§ **What the task requires**
Take every line from the records below that includes the word "closure".

Data extracted from a collection
────

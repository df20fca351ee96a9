//! ═══════════════════════════════════════════════════════════════════════════════
//! ORACLE — Black-Box Target Model Interface
//! ═══════════════════════════════════════════════════════════════════════════════
//!
//! The attacked model is opaque: it receives a batch of features and returns
//! one prediction per feature, in order. Nothing else about it is assumed.
//!
//! Implementations:
//!   HttpOracle     — remote model behind a JSON endpoint
//!   FnOracle       — closure adapter (scripted oracles in tests)
//!   CountingOracle — wrapper recording calls and evaluated features
//! ═══════════════════════════════════════════════════════════════════════════════

pub mod http;

pub use http::HttpOracle;

use serde::{Deserialize, Serialize};
use std::cell::Cell;
use std::collections::BTreeMap;

use crate::feature::Feature;

// ═══════════════════════════════════════════════════════════════════════════════
// ERRORS
// ═══════════════════════════════════════════════════════════════════════════════

/// Error type for oracle calls
#[derive(Debug, Clone, PartialEq)]
pub enum OracleError {
    /// Network/connection error
    Network(String),
    /// Oracle returned an error or an unreadable response
    Response(String),
    /// Timeout
    Timeout,
    /// Oracle returned the wrong number of predictions
    Shape { expected: usize, got: usize },
}

impl std::fmt::Display for OracleError {
    fn fmt(&self, f: &mut std::fmt::Formatter<'_>) -> std::fmt::Result {
        match self {
            OracleError::Network(e) => write!(f, "Network error: {}", e),
            OracleError::Response(e) => write!(f, "Response error: {}", e),
            OracleError::Timeout => write!(f, "Request timeout"),
            OracleError::Shape { expected, got } => {
                write!(f, "Expected {} predictions, got {}", expected, got)
            }
        }
    }
}

impl std::error::Error for OracleError {}

// ═══════════════════════════════════════════════════════════════════════════════
// PREDICTION
// ═══════════════════════════════════════════════════════════════════════════════

/// One oracle output
#[derive(Debug, Clone, PartialEq, Serialize, Deserialize)]
#[serde(from = "RawPrediction")]
pub struct Prediction {
    /// Class probabilities (classification oracles)
    pub probs: Vec<f64>,
    /// Predicted label (argmax of `probs` for classifiers)
    pub label: usize,
    /// Output quality score (generation oracles)
    #[serde(skip_serializing_if = "Option::is_none")]
    pub quality: Option<f64>,
    /// Generated text, if the oracle produces any
    #[serde(skip_serializing_if = "Option::is_none")]
    pub answer: Option<String>,
    /// Named quality metrics of the answer (bleu, rouge_l, meteor, ...)
    #[serde(skip_serializing_if = "BTreeMap::is_empty")]
    pub metrics: BTreeMap<String, f64>,
}

/// Wire form of a prediction; a missing label is the argmax of `probs`
#[derive(Deserialize)]
struct RawPrediction {
    #[serde(default)]
    probs: Vec<f64>,
    #[serde(default)]
    label: Option<usize>,
    #[serde(default)]
    quality: Option<f64>,
    #[serde(default)]
    answer: Option<String>,
    #[serde(default)]
    metrics: BTreeMap<String, f64>,
}

impl From<RawPrediction> for Prediction {
    fn from(raw: RawPrediction) -> Self {
        Self {
            label: raw.label.unwrap_or_else(|| argmax(&raw.probs)),
            probs: raw.probs,
            quality: raw.quality,
            answer: raw.answer,
            metrics: raw.metrics,
        }
    }
}

/// Index of the largest value, first on ties; 0 for an empty slice
fn argmax(values: &[f64]) -> usize {
    values
        .iter()
        .enumerate()
        .fold((0usize, f64::NEG_INFINITY), |best, (i, &p)| {
            if p > best.1 {
                (i, p)
            } else {
                best
            }
        })
        .0
}

impl Prediction {
    /// Classifier output; label is the argmax (first on ties)
    pub fn classification(probs: Vec<f64>) -> Self {
        Self {
            label: argmax(&probs),
            probs,
            quality: None,
            answer: None,
            metrics: BTreeMap::new(),
        }
    }

    /// Generation output scored by a quality metric
    pub fn quality(score: f64) -> Self {
        Self {
            probs: Vec::new(),
            label: 0,
            quality: Some(score),
            answer: None,
            metrics: BTreeMap::new(),
        }
    }

    pub fn with_answer(mut self, answer: impl Into<String>) -> Self {
        self.answer = Some(answer.into());
        self
    }

    pub fn with_metric(mut self, name: impl Into<String>, value: f64) -> Self {
        self.metrics.insert(name.into(), value);
        self
    }

    /// Probability of `class`, or the quality score for generation oracles
    pub fn score_for(&self, class: usize) -> f64 {
        match self.quality {
            Some(q) => q,
            None => self.probs.get(class).copied().unwrap_or(0.0),
        }
    }

    /// Score of the predicted label
    pub fn confidence(&self) -> f64 {
        self.score_for(self.label)
    }
}

// ═══════════════════════════════════════════════════════════════════════════════
// ORACLE TRAIT
// ═══════════════════════════════════════════════════════════════════════════════

/// A black-box model scored in batches
pub trait Oracle {
    /// Score every feature; the output is order-preserving, one per input
    fn predict(&self, batch: &[Feature]) -> Result<Vec<Prediction>, OracleError>;

    /// Human-readable oracle description
    fn describe(&self) -> String;
}

impl<O: Oracle + ?Sized> Oracle for &O {
    fn predict(&self, batch: &[Feature]) -> Result<Vec<Prediction>, OracleError> {
        (**self).predict(batch)
    }

    fn describe(&self) -> String {
        (**self).describe()
    }
}

impl<O: Oracle + ?Sized> Oracle for Box<O> {
    fn predict(&self, batch: &[Feature]) -> Result<Vec<Prediction>, OracleError> {
        (**self).predict(batch)
    }

    fn describe(&self) -> String {
        (**self).describe()
    }
}

/// Score a batch, skipping the call for an empty batch and checking that the
/// oracle returned exactly one prediction per feature
pub fn query<O: Oracle + ?Sized>(oracle: &O, batch: &[Feature]) -> Result<Vec<Prediction>, OracleError> {
    if batch.is_empty() {
        return Ok(Vec::new());
    }
    let preds = oracle.predict(batch)?;
    if preds.len() != batch.len() {
        return Err(OracleError::Shape {
            expected: batch.len(),
            got: preds.len(),
        });
    }
    Ok(preds)
}

// ═══════════════════════════════════════════════════════════════════════════════
// FN ORACLE
// ═══════════════════════════════════════════════════════════════════════════════

/// Deterministic oracle backed by a per-feature closure
pub struct FnOracle<F> {
    name: String,
    score: F,
}

impl<F> FnOracle<F>
where
    F: Fn(&Feature) -> Prediction,
{
    pub fn new(name: impl Into<String>, score: F) -> Self {
        Self {
            name: name.into(),
            score,
        }
    }
}

impl<F> Oracle for FnOracle<F>
where
    F: Fn(&Feature) -> Prediction,
{
    fn predict(&self, batch: &[Feature]) -> Result<Vec<Prediction>, OracleError> {
        Ok(batch.iter().map(|f| (self.score)(f)).collect())
    }

    fn describe(&self) -> String {
        format!("fn oracle: {}", self.name)
    }
}

// ═══════════════════════════════════════════════════════════════════════════════
// COUNTING ORACLE
// ═══════════════════════════════════════════════════════════════════════════════

/// Wrapper that counts oracle calls and scored features
pub struct CountingOracle<O> {
    inner: O,
    calls: Cell<usize>,
    features: Cell<usize>,
}

impl<O: Oracle> CountingOracle<O> {
    pub fn new(inner: O) -> Self {
        Self {
            inner,
            calls: Cell::new(0),
            features: Cell::new(0),
        }
    }

    pub fn calls(&self) -> usize {
        self.calls.get()
    }

    pub fn features(&self) -> usize {
        self.features.get()
    }

    pub fn reset(&self) {
        self.calls.set(0);
        self.features.set(0);
    }

    pub fn into_inner(self) -> O {
        self.inner
    }
}

impl<O: Oracle> Oracle for CountingOracle<O> {
    fn predict(&self, batch: &[Feature]) -> Result<Vec<Prediction>, OracleError> {
        self.calls.set(self.calls.get() + 1);
        self.features.set(self.features.get() + batch.len());
        self.inner.predict(batch)
    }

    fn describe(&self) -> String {
        format!("{} (counted)", self.inner.describe())
    }
}

// ═══════════════════════════════════════════════════════════════════════════════
// TESTS
// ═══════════════════════════════════════════════════════════════════════════════

#[cfg(test)]
mod tests {
    use super::*;
    use crate::feature::{FeatureBuilder, FeatureLayout};

    struct Short;

    impl Oracle for Short {
        fn predict(&self, _batch: &[Feature]) -> Result<Vec<Prediction>, OracleError> {
            Ok(vec![Prediction::quality(1.0)])
        }

        fn describe(&self) -> String {
            "short".to_string()
        }
    }

    #[test]
    fn test_classification_argmax() {
        let p = Prediction::classification(vec![0.2, 0.5, 0.3]);
        assert_eq!(p.label, 1);
        assert_eq!(p.confidence(), 0.5);
        assert_eq!(p.score_for(7), 0.0);
    }

    #[test]
    fn test_quality_score() {
        let p = Prediction::quality(0.8).with_answer("sum two ints");
        assert_eq!(p.score_for(3), 0.8);
        assert_eq!(p.answer.as_deref(), Some("sum two ints"));
    }

    #[test]
    fn test_counting_oracle() {
        let fb = FeatureBuilder::new(16, FeatureLayout::Bounded);
        let oracle = CountingOracle::new(FnOracle::new("flat", |_| {
            Prediction::classification(vec![0.9, 0.1])
        }));
        let batch = fb.build_batch(&["a", "b", "c"], None);
        let out = query(&oracle, &batch).unwrap();
        assert_eq!(out.len(), 3);
        assert!(query(&oracle, &[]).unwrap().is_empty());
        assert_eq!(oracle.calls(), 1);
        assert_eq!(oracle.features(), 3);
        assert!(oracle.describe().contains("flat"));
    }

    #[test]
    fn test_shape_mismatch() {
        let fb = FeatureBuilder::new(16, FeatureLayout::Raw);
        let batch = fb.build_batch(&["a", "b"], None);
        let err = query(&Short, &batch).unwrap_err();
        assert_eq!(err, OracleError::Shape { expected: 2, got: 1 });
    }

    #[test]
    fn test_prediction_json() {
        let p: Prediction = serde_json::from_str(r#"{"probs":[0.1,0.9],"label":1}"#).unwrap();
        assert_eq!(p.confidence(), 0.9);
        assert!(p.quality.is_none());
        assert!(p.metrics.is_empty());
    }

    #[test]
    fn test_missing_label_is_argmax() {
        let p: Prediction = serde_json::from_str(r#"{"probs":[0.2,0.8]}"#).unwrap();
        assert_eq!(p.label, 1);
        assert_eq!(p.confidence(), 0.8);

        // An explicit label wins over the probabilities
        let p: Prediction = serde_json::from_str(r#"{"probs":[0.2,0.8],"label":0}"#).unwrap();
        assert_eq!(p.label, 0);
    }

    #[test]
    fn test_metrics_round_trip() {
        let p = Prediction::quality(0.4)
            .with_answer("adds")
            .with_metric("bleu", 0.4)
            .with_metric("rouge_l", 0.55);
        let json = serde_json::to_string(&p).unwrap();
        let back: Prediction = serde_json::from_str(&json).unwrap();
        assert_eq!(back, p);
        assert_eq!(back.metrics.get("rouge_l"), Some(&0.55));
    }
}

────

§ **Response area**
//!   FnOracle       — closure adapter (scripted oracles in tests)
/// Deterministic oracle backed by a per-feature closure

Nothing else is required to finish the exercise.